To provide protection for study participants, an independent data monitoring committee (DMC) has been appointed for this trial to oversee the safety monitoring. The DMC will review, on a regular basis, accumulating data from the ongoing trial and advise the trial steering committee (TSC) regarding the continuing safety of current participants and those yet to be recruited as well as reviewing the validity and scientific merit of the trial.

The DMC will be guided by a DMC charter that delineates the roles and responsibilities of the DMC, including delineation of the lines of communication between trial clinical investigators, trial data coordinating centre, and NHSBT.

In addition to potential audits by the Medicines and Healthcare products Regulatory Agency (MHRA) or the local research-and-development department, NHSBT reserves the right to conduct site audits either as part of its ongoing audit programme or in response to adverse observations during monitoring visits.

Modifications of the protocol

Any modifications to the protocol that may impact on the conduct of the study, the potential benefits to the patients, or patient safety, including changes of study objectives, study design, population, sample sizes, study procedures, or significant administrative aspects, will require a formal amendment to the protocol.

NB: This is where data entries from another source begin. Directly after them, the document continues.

use serde::{Deserialize, Serialize};
use validator::{Validate, ValidationError};

use super::{
    default_true, explicit_null, non_empty, patch, patch_text, validate_color, validate_link,
    validate_percent,
};

#[derive(Debug, Clone, PartialEq, Serialize, Deserialize)]
#[serde(rename_all = "camelCase")]
pub struct Sponsor {
    pub id: String,
    pub name: String,
    pub description: Option<String>,
    pub logo_url: Option<String>,
    pub website_url: String,
    /// Single code carried on the sponsor itself, predating `DiscountCode` rows.
    pub discount_code: Option<String>,
    pub discount_percent: Option<i64>,
    pub display_order: i64,
    pub is_active: bool,
    pub custom_bg_color: Option<String>,
    pub custom_text_color: Option<String>,
    pub created_at: String,
}

#[derive(Debug, Clone, Deserialize, Validate)]
#[serde(rename_all = "camelCase")]
pub struct NewSponsor {
    #[validate(length(min = 1, max = 128))]
    pub name: String,
    #[validate(length(max = 1000))]
    pub description: Option<String>,
    #[validate(length(max = 2048), custom(function = "validate_link"))]
    pub logo_url: Option<String>,
    #[validate(length(min = 1, max = 2048), custom(function = "validate_link"))]
    pub website_url: String,
    #[validate(length(max = 64))]
    pub discount_code: Option<String>,
    #[validate(range(min = 0, max = 100))]
    pub discount_percent: Option<i64>,
    #[serde(default)]
    pub display_order: i64,
    #[serde(default = "default_true")]
    pub is_active: bool,
    #[validate(custom(function = "validate_color"))]
    pub custom_bg_color: Option<String>,
    #[validate(custom(function = "validate_color"))]
    pub custom_text_color: Option<String>,
}

impl NewSponsor {
    pub fn normalized(mut self) -> Self {
        self.description = non_empty(self.description);
        self.logo_url = non_empty(self.logo_url);
        self.discount_code = non_empty(self.discount_code);
        self.custom_bg_color = non_empty(self.custom_bg_color);
        self.custom_text_color = non_empty(self.custom_text_color);
        self
    }
}

#[derive(Debug, Clone, Default, Deserialize, Validate)]
#[serde(rename_all = "camelCase")]
#[validate(schema(function = "validate_sponsor_patch"))]
pub struct SponsorPatch {
    #[validate(length(min = 1, max = 128))]
    pub name: Option<String>,
    #[validate(length(max = 1000))]
    pub description: Option<String>,
    #[validate(length(max = 2048), custom(function = "validate_link"))]
    pub logo_url: Option<String>,
    #[validate(length(min = 1, max = 2048), custom(function = "validate_link"))]
    pub website_url: Option<String>,
    #[validate(length(max = 64))]
    pub discount_code: Option<String>,
    #[serde(default, deserialize_with = "explicit_null")]
    pub discount_percent: Option<Option<i64>>,
    pub display_order: Option<i64>,
    pub is_active: Option<bool>,
    #[validate(custom(function = "validate_color"))]
    pub custom_bg_color: Option<String>,
    #[validate(custom(function = "validate_color"))]
    pub custom_text_color: Option<String>,
}

fn validate_sponsor_patch(update: &SponsorPatch) -> Result<(), ValidationError> {
    validate_percent(&update.discount_percent)
}

impl Sponsor {
    pub fn apply(&mut self, update: SponsorPatch) {
        patch(&mut self.name, update.name);
        patch_text(&mut self.description, update.description);
        patch_text(&mut self.logo_url, update.logo_url);
        patch(&mut self.website_url, update.website_url);
        patch_text(&mut self.discount_code, update.discount_code);
        patch(&mut self.discount_percent, update.discount_percent);
        patch(&mut self.display_order, update.display_order);
        patch(&mut self.is_active, update.is_active);
        patch_text(&mut self.custom_bg_color, update.custom_bg_color);
        patch_text(&mut self.custom_text_color, update.custom_text_color);
    }
}

#[cfg(test)]
mod tests {
    use super::*;

    #[test]
    fn website_url_is_required() {
        let result = serde_json::from_value::<NewSponsor>(serde_json::json!({
            "name": "Acme"
        }));
        assert!(result.is_err());

        let sponsor: NewSponsor = serde_json::from_value(serde_json::json!({
            "name": "Acme",
            "websiteUrl": ""
        }))
        .unwrap();
        assert!(sponsor.validate().is_err());
    }

    #[test]
    fn patch_distinguishes_null_from_absent_percent() {
        let absent: SponsorPatch = serde_json::from_value(serde_json::json!({})).unwrap();
        assert_eq!(absent.discount_percent, None);

        let cleared: SponsorPatch =
            serde_json::from_value(serde_json::json!({ "discountPercent": null })).unwrap();
        assert_eq!(cleared.discount_percent, Some(None));

        let too_big: SponsorPatch =
            serde_json::from_value(serde_json::json!({ "discountPercent": 150 })).unwrap();
        assert!(too_big.validate().is_err());
    }
}
use std::net::SocketAddr;

use clap::Parser;
use tracing_subscriber::EnvFilter;

use biolink::config::{Cli, Config};
use biolink::db;
use biolink::routes;
use biolink::state::AppState;

#[tokio::main]
async fn main() -> anyhow::Result<()> {
    // Initialize logging
    tracing_subscriber::fmt()
        .with_env_filter(
            EnvFilter::try_from_default_env().unwrap_or_else(|_| EnvFilter::new("info")),
        )
        .init();

    // Parse CLI args and load config
    let cli = Cli::parse();
    let data_dir = Config::data_dir(&cli);
    std::fs::create_dir_all(&data_dir)?;
    tracing::info!("Data directory: {}", data_dir.display());

    let config = Config::load(&cli)?;

    // Ensure uploads directory exists
    std::fs::create_dir_all(config.uploads_path())?;

    // Initialize database
    let pool = db::create_pool(&config.db_path())?;
    db::run_migrations(&pool)?;
    db::bootstrap_admin(
        &pool,
        &config.auth.admin_username,
        config.auth.admin_password.as_deref(),
    )?;

    if config.riot.api_key.is_none() {
        tracing::info!("No Riot API key configured; League widget serves sample data unless the profile sets one");
    }

    let state = AppState::new(pool, config.clone())?;
    let app = routes::router(state);

    // Start server
    let addr: SocketAddr = format!("{}:{}", config.server.host, config.server.port).parse()?;
    tracing::info!("Listening on http://{}", addr);

    let listener = tokio::net::TcpListener::bind(addr).await?;
    axum::serve(listener, app).await?;

    Ok(())
}
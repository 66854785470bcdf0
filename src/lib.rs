// Library exports for biolink
// This allows integration tests and the binary to share modules

pub mod auth;
pub mod config;
pub mod db;
pub mod error;
pub mod extractors;
pub mod layout;
pub mod lol;
pub mod models;
pub mod page;
pub mod routes;
pub mod state;
pub mod storage;
pub mod theme;
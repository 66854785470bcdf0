use async_trait::async_trait;
use serde::de::DeserializeOwned;
use serde::Deserialize;
use tracing::instrument;
use url::Url;

use super::error::{LolError, Result};
use super::region::{Platform, RoutingRegion};

#[derive(Debug, Clone, Deserialize)]
#[serde(rename_all = "camelCase")]
pub struct Account {
    pub puuid: String,
    pub game_name: Option<String>,
    pub tag_line: Option<String>,
}

#[derive(Debug, Clone, Deserialize)]
#[serde(rename_all = "camelCase")]
pub struct Summoner {
    pub puuid: String,
    pub profile_icon_id: i64,
    pub summoner_level: i64,
}

#[derive(Debug, Clone, Deserialize)]
#[serde(rename_all = "camelCase")]
pub struct LeagueEntry {
    pub queue_type: String,
    pub tier: String,
    pub rank: String,
    pub league_points: i64,
    pub wins: i64,
    pub losses: i64,
}

#[derive(Debug, Clone, Deserialize)]
pub struct MatchDetail {
    pub metadata: MatchMetadata,
    pub info: MatchInfo,
}

#[derive(Debug, Clone, Deserialize)]
#[serde(rename_all = "camelCase")]
pub struct MatchMetadata {
    pub match_id: String,
}

#[derive(Debug, Clone, Deserialize)]
#[serde(rename_all = "camelCase")]
pub struct MatchInfo {
    pub game_mode: String,
    pub game_duration: i64,
    pub game_end_timestamp: Option<i64>,
    pub participants: Vec<Participant>,
}

#[derive(Debug, Clone, Deserialize)]
#[serde(rename_all = "camelCase")]
pub struct Participant {
    pub puuid: String,
    pub champion_name: String,
    pub kills: i64,
    pub deaths: i64,
    pub assists: i64,
    pub win: bool,
    #[serde(default)]
    pub total_minions_killed: i64,
    #[serde(default)]
    pub neutral_minions_killed: i64,
}

/// The Riot endpoints the widget needs.
#[async_trait]
pub trait RiotApi: Send + Sync {
    async fn account_by_riot_id(
        &self,
        platform: Platform,
        game_name: &str,
        tag_line: &str,
    ) -> Result<Account>;

    async fn summoner_by_puuid(&self, platform: Platform, puuid: &str) -> Result<Summoner>;

    async fn league_entries(&self, platform: Platform, puuid: &str) -> Result<Vec<LeagueEntry>>;

    async fn match_ids(&self, platform: Platform, puuid: &str, count: usize)
        -> Result<Vec<String>>;

    async fn match_detail(&self, platform: Platform, match_id: &str) -> Result<MatchDetail>;
}

/// [`RiotApi`] over HTTPS with a single API key.
pub struct RiotClient {
    http: reqwest::Client,
    api_key: String,
}

impl RiotClient {
    pub fn new(http: reqwest::Client, api_key: impl Into<String>) -> Self {
        Self {
            http,
            api_key: api_key.into(),
        }
    }

    fn platform_url(platform: Platform, segments: &[&str]) -> Result<Url> {
        build_url(platform.as_str(), segments)
    }

    fn routing_url(region: RoutingRegion, segments: &[&str]) -> Result<Url> {
        build_url(region.as_str(), segments)
    }

    async fn get_json<T: DeserializeOwned>(&self, url: Url) -> Result<T> {
        let url_str = url.to_string();
        let response = self
            .http
            .get(url)
            .header("X-Riot-Token", &self.api_key)
            .send()
            .await
            .map_err(|source| LolError::Http {
                url: url_str.clone(),
                source,
            })?;

        let status = response.status();
        if !status.is_success() {
            return Err(LolError::UnexpectedStatus {
                url: url_str,
                status,
            });
        }

        response
            .json::<T>()
            .await
            .map_err(|source| LolError::Decode {
                url: url_str,
                source,
            })
    }
}

/// `https://{host}.api.riotgames.com/{segments..}` with each segment percent-encoded.
fn build_url(host: &str, segments: &[&str]) -> Result<Url> {
    let mut url = Url::parse(&format!("https://{}.api.riotgames.com", host))
        .map_err(|e| LolError::InvalidUrl(e.to_string()))?;
    url.path_segments_mut()
        .map_err(|_| LolError::InvalidUrl(format!("{} cannot take a path", host)))?
        .extend(segments);
    Ok(url)
}

#[async_trait]
impl RiotApi for RiotClient {
    #[instrument(skip(self))]
    async fn account_by_riot_id(
        &self,
        platform: Platform,
        game_name: &str,
        tag_line: &str,
    ) -> Result<Account> {
        let url = Self::routing_url(
            platform.account_region(),
            &["riot", "account", "v1", "accounts", "by-riot-id", game_name, tag_line],
        )?;
        self.get_json(url).await
    }

    #[instrument(skip(self))]
    async fn summoner_by_puuid(&self, platform: Platform, puuid: &str) -> Result<Summoner> {
        let url = Self::platform_url(
            platform,
            &["lol", "summoner", "v4", "summoners", "by-puuid", puuid],
        )?;
        self.get_json(url).await
    }

    #[instrument(skip(self))]
    async fn league_entries(&self, platform: Platform, puuid: &str) -> Result<Vec<LeagueEntry>> {
        let url = Self::platform_url(
            platform,
            &["lol", "league", "v4", "entries", "by-puuid", puuid],
        )?;
        self.get_json(url).await
    }

    #[instrument(skip(self))]
    async fn match_ids(
        &self,
        platform: Platform,
        puuid: &str,
        count: usize,
    ) -> Result<Vec<String>> {
        let mut url = Self::routing_url(
            platform.match_region(),
            &["lol", "match", "v5", "matches", "by-puuid", puuid, "ids"],
        )?;
        url.query_pairs_mut()
            .append_pair("start", "0")
            .append_pair("count", &count.to_string());
        self.get_json(url).await
    }

    #[instrument(skip(self))]
    async fn match_detail(&self, platform: Platform, match_id: &str) -> Result<MatchDetail> {
        let url = Self::routing_url(
            platform.match_region(),
            &["lol", "match", "v5", "matches", match_id],
        )?;
        self.get_json(url).await
    }
}
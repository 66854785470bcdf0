use axum::routing::{get, post};
use axum::Router;

use crate::auth::handlers;
use crate::state::AppState;

pub fn router() -> Router<AppState> {
    Router::new()
        .route("/api/auth/login", post(handlers::login))
        .route("/api/auth/logout", post(handlers::logout))
        .route("/api/auth/user", get(handlers::current_user))
}
//! Ordering and visibility of the sections on the public page.
//!
//! The stored `layoutConfig` is a list of `{id, visible, width}` entries. Only
//! visible entries with a known id render, in stored order. Entries are read
//! leniently: anything but `visible: true` means hidden, a missing `width`
//! means full, and an entry without a string id never renders.

use serde::{Deserialize, Serialize};
use validator::ValidationError;

#[derive(Debug, Clone, PartialEq, Eq, Serialize, Deserialize)]
pub struct LayoutEntry {
    #[serde(default)]
    pub id: String,
    #[serde(default)]
    pub visible: bool,
    #[serde(default = "default_width")]
    pub width: String,
}

fn default_width() -> String {
    "full".to_string()
}

impl LayoutEntry {
    pub fn new(id: &str, visible: bool, width: &str) -> Self {
        Self {
            id: id.to_string(),
            visible,
            width: width.to_string(),
        }
    }
}

#[derive(Debug, Clone, Copy, PartialEq, Eq, Hash)]
pub enum SectionKind {
    Bio,
    Socials,
    Kick,
    Sponsors,
    Lol,
    Games,
    Contact,
}

impl SectionKind {
    pub const ALL: [SectionKind; 7] = [
        SectionKind::Bio,
        SectionKind::Socials,
        SectionKind::Kick,
        SectionKind::Sponsors,
        SectionKind::Lol,
        SectionKind::Games,
        SectionKind::Contact,
    ];

    pub fn from_id(id: &str) -> Option<Self> {
        Self::ALL.into_iter().find(|kind| kind.id() == id)
    }

    pub fn id(self) -> &'static str {
        match self {
            SectionKind::Bio => "bio",
            SectionKind::Socials => "socials",
            SectionKind::Kick => "kick",
            SectionKind::Sponsors => "sponsors",
            SectionKind::Lol => "lol",
            SectionKind::Games => "games",
            SectionKind::Contact => "contact",
        }
    }
}

#[derive(Debug, Clone, Copy, PartialEq, Eq)]
pub enum SectionWidth {
    Full,
    Half,
}

impl SectionWidth {
    /// Anything other than `"half"` renders full width.
    pub fn from_config(width: &str) -> Self {
        if width == "half" {
            SectionWidth::Half
        } else {
            SectionWidth::Full
        }
    }

    pub fn css_class(&self) -> &'static str {
        match self {
            SectionWidth::Full => "section-full",
            SectionWidth::Half => "section-half",
        }
    }
}

#[derive(Debug, Clone, Copy, PartialEq, Eq)]
pub struct ResolvedSection {
    pub kind: SectionKind,
    pub width: SectionWidth,
}

/// Layout used when the profile has none stored.
pub fn default_layout() -> Vec<LayoutEntry> {
    vec![
        LayoutEntry::new("bio", true, "full"),
        LayoutEntry::new("socials", true, "full"),
        LayoutEntry::new("kick", true, "full"),
        LayoutEntry::new("sponsors", true, "full"),
        LayoutEntry::new("lol", false, "full"),
        LayoutEntry::new("games", true, "full"),
        LayoutEntry::new("contact", true, "full"),
    ]
}

/// Visible, known sections in configured order.
pub fn resolve(config: &[LayoutEntry]) -> Vec<ResolvedSection> {
    let defaults;
    let entries: &[LayoutEntry] = if config.is_empty() {
        defaults = default_layout();
        &defaults
    } else {
        config
    };

    entries
        .iter()
        .filter(|entry| entry.visible)
        .filter_map(|entry| match SectionKind::from_id(&entry.id) {
            Some(kind) => Some(ResolvedSection {
                kind,
                width: SectionWidth::from_config(&entry.width),
            }),
            None => {
                tracing::debug!("Skipping unknown layout section '{}'", entry.id);
                None
            }
        })
        .collect()
}

/// Read a stored layout column. Unreadable JSON counts as no layout.
///
/// Malformed entries are kept as hidden ones; only an absent or empty column
/// yields an empty layout.
pub fn parse_stored(raw: Option<&str>) -> Vec<LayoutEntry> {
    let Some(raw) = raw.filter(|r| !r.trim().is_empty()) else {
        return Vec::new();
    };

    match serde_json::from_str::<Vec<serde_json::Value>>(raw) {
        Ok(values) => values.iter().map(lenient_entry).collect(),
        Err(e) => {
            tracing::warn!("Ignoring unreadable layout config: {}", e);
            Vec::new()
        }
    }
}

fn lenient_entry(value: &serde_json::Value) -> LayoutEntry {
    let id = value.get("id").and_then(|v| v.as_str()).unwrap_or_default();
    let visible = value.get("visible").and_then(|v| v.as_bool()).unwrap_or(false);
    let width = value.get("width").and_then(|v| v.as_str()).unwrap_or("full");
    LayoutEntry::new(id, visible, width)
}

/// Rejects layouts naming the same section twice.
pub fn validate_layout(entries: &[LayoutEntry]) -> Result<(), ValidationError> {
    let mut seen = std::collections::HashSet::new();
    for entry in entries {
        if !entry.id.is_empty() && !seen.insert(entry.id.as_str()) {
            return Err(ValidationError::new("duplicate_section"));
        }
    }
    Ok(())
}
/// Failures talking to the Riot API.
#[derive(thiserror::Error, Debug)]
pub enum LolError {
    /// No API key configured, neither on the profile nor in the config.
    #[error("no Riot API key configured")]
    MissingApiKey,

    /// Region string is not a known Riot platform.
    #[error("unknown region: {0}")]
    UnknownRegion(String),

    /// Request URL could not be built.
    #[error("invalid request url: {0}")]
    InvalidUrl(String),

    /// HTTP request failed (network, DNS, TLS, timeout, etc.).
    #[error("http request failed for {url}: {source}")]
    Http {
        url: String,
        source: reqwest::Error,
    },

    /// Riot answered with a non-success status.
    #[error("unexpected status {status} for {url}")]
    UnexpectedStatus {
        url: String,
        status: reqwest::StatusCode,
    },

    /// The response body was not the JSON we expected.
    #[error("failed to decode response from {url}: {source}")]
    Decode {
        url: String,
        source: reqwest::Error,
    },

    /// The match did not list the looked-up player.
    #[error("player {puuid} missing from match {match_id}")]
    ParticipantMissing { match_id: String, puuid: String },
}

pub type Result<T> = std::result::Result<T, LolError>;
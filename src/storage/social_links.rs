use rusqlite::{params, OptionalExtension, Row};

use super::{new_id, OrderedTable, Storage, StorageResult, Visibility, LIST_ORDER};
use crate::models::{DisplayStyle, NewSocialLink, SocialLink, SocialLinkPatch};
use crate::storage::StorageError;

const COLUMNS: &str = "id, platform, url, follower_count, badge, description, display_order, \
     is_active, column_span, custom_bg_color, custom_text_color, display_style, created_at";

fn from_row(row: &Row) -> rusqlite::Result<SocialLink> {
    Ok(SocialLink {
        id: row.get(0)?,
        platform: row.get(1)?,
        url: row.get(2)?,
        follower_count: row.get(3)?,
        badge: row.get(4)?,
        description: row.get(5)?,
        display_order: row.get(6)?,
        is_active: row.get(7)?,
        column_span: row.get(8)?,
        custom_bg_color: row.get(9)?,
        custom_text_color: row.get(10)?,
        display_style: DisplayStyle::from_stored(&row.get::<_, String>(11)?),
        created_at: row.get(12)?,
    })
}

impl Storage {
    pub fn list_social_links(&self, visibility: Visibility) -> StorageResult<Vec<SocialLink>> {
        let conn = self.conn()?;
        let mut stmt = conn.prepare(&format!(
            "SELECT {} FROM social_links {} {}",
            COLUMNS,
            visibility.where_clause(),
            LIST_ORDER
        ))?;
        let links = stmt
            .query_map([], from_row)?
            .collect::<Result<Vec<_>, _>>()?;
        Ok(links)
    }

    pub fn get_social_link(&self, id: &str) -> StorageResult<Option<SocialLink>> {
        let conn = self.conn()?;
        let link = conn
            .query_row(
                &format!("SELECT {} FROM social_links WHERE id = ?1", COLUMNS),
                params![id],
                from_row,
            )
            .optional()?;
        Ok(link)
    }

    pub fn create_social_link(&self, input: NewSocialLink) -> StorageResult<SocialLink> {
        let input = input.normalized();
        let id = new_id();
        {
            let conn = self.conn()?;
            conn.execute(
                "INSERT INTO social_links (id, platform, url, follower_count, badge, description, \
                 display_order, is_active, column_span, custom_bg_color, custom_text_color, display_style) \
                 VALUES (?1, ?2, ?3, ?4, ?5, ?6, ?7, ?8, ?9, ?10, ?11, ?12)",
                params![
                    id,
                    input.platform,
                    input.url,
                    input.follower_count,
                    input.badge,
                    input.description,
                    input.display_order,
                    input.is_active,
                    input.column_span,
                    input.custom_bg_color,
                    input.custom_text_color,
                    input.display_style.as_str(),
                ],
            )?;
        }
        self.get_social_link(&id)?
            .ok_or_else(|| StorageError::NotFound(format!("social link {}", id)))
    }

    pub fn update_social_link(&self, id: &str, update: SocialLinkPatch) -> StorageResult<SocialLink> {
        let mut link = self
            .get_social_link(id)?
            .ok_or_else(|| StorageError::NotFound(format!("social link {}", id)))?;
        link.apply(update);

        let conn = self.conn()?;
        conn.execute(
            "UPDATE social_links SET platform = ?2, url = ?3, follower_count = ?4, badge = ?5, \
             description = ?6, display_order = ?7, is_active = ?8, column_span = ?9, \
             custom_bg_color = ?10, custom_text_color = ?11, display_style = ?12 WHERE id = ?1",
            params![
                link.id,
                link.platform,
                link.url,
                link.follower_count,
                link.badge,
                link.description,
                link.display_order,
                link.is_active,
                link.column_span,
                link.custom_bg_color,
                link.custom_text_color,
                link.display_style.as_str(),
            ],
        )?;
        Ok(link)
    }

    pub fn delete_social_link(&self, id: &str) -> StorageResult<()> {
        self.delete_row(OrderedTable::SocialLinks, id)
    }

    pub fn reorder_social_links(&self, ids: &[String]) -> StorageResult<()> {
        self.reorder(OrderedTable::SocialLinks, ids)
    }
}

Such amendments will be reviewed and agreed by the TMG, the TSC and NHSBT as the sponsor prior to approval by the ethics committee and regulatory authorities.

Trial status

This trial opened for recruitment on 23 June 2015 and is expected to complete recruitment by 31 March 2020. The current protocol version is 3.1 (dated 30 July 2018) and is available on request from the trial manager: gillian.powter@nhsbt.nhs.uk.

Dissemination

The results from different centres will be analysed together and published as soon as possible. Individual clinicians must not publish data concerning their patients that are directly relevant to questions posed by the trial until the TMG has published its report. The TMG will form the basis of the writing committee and will advise on the nature of publications. Authorship of all publications associated with this trial will be compliant with the International Committee of Medical Journal Editors criteria for authorship. The TSC will see and approve the final trial publication. The CIs will see and approve any supplementary publications (e.g., from a sub-study). A trial identifier will be included on all presentations and publications (e.g., the ISCRTN).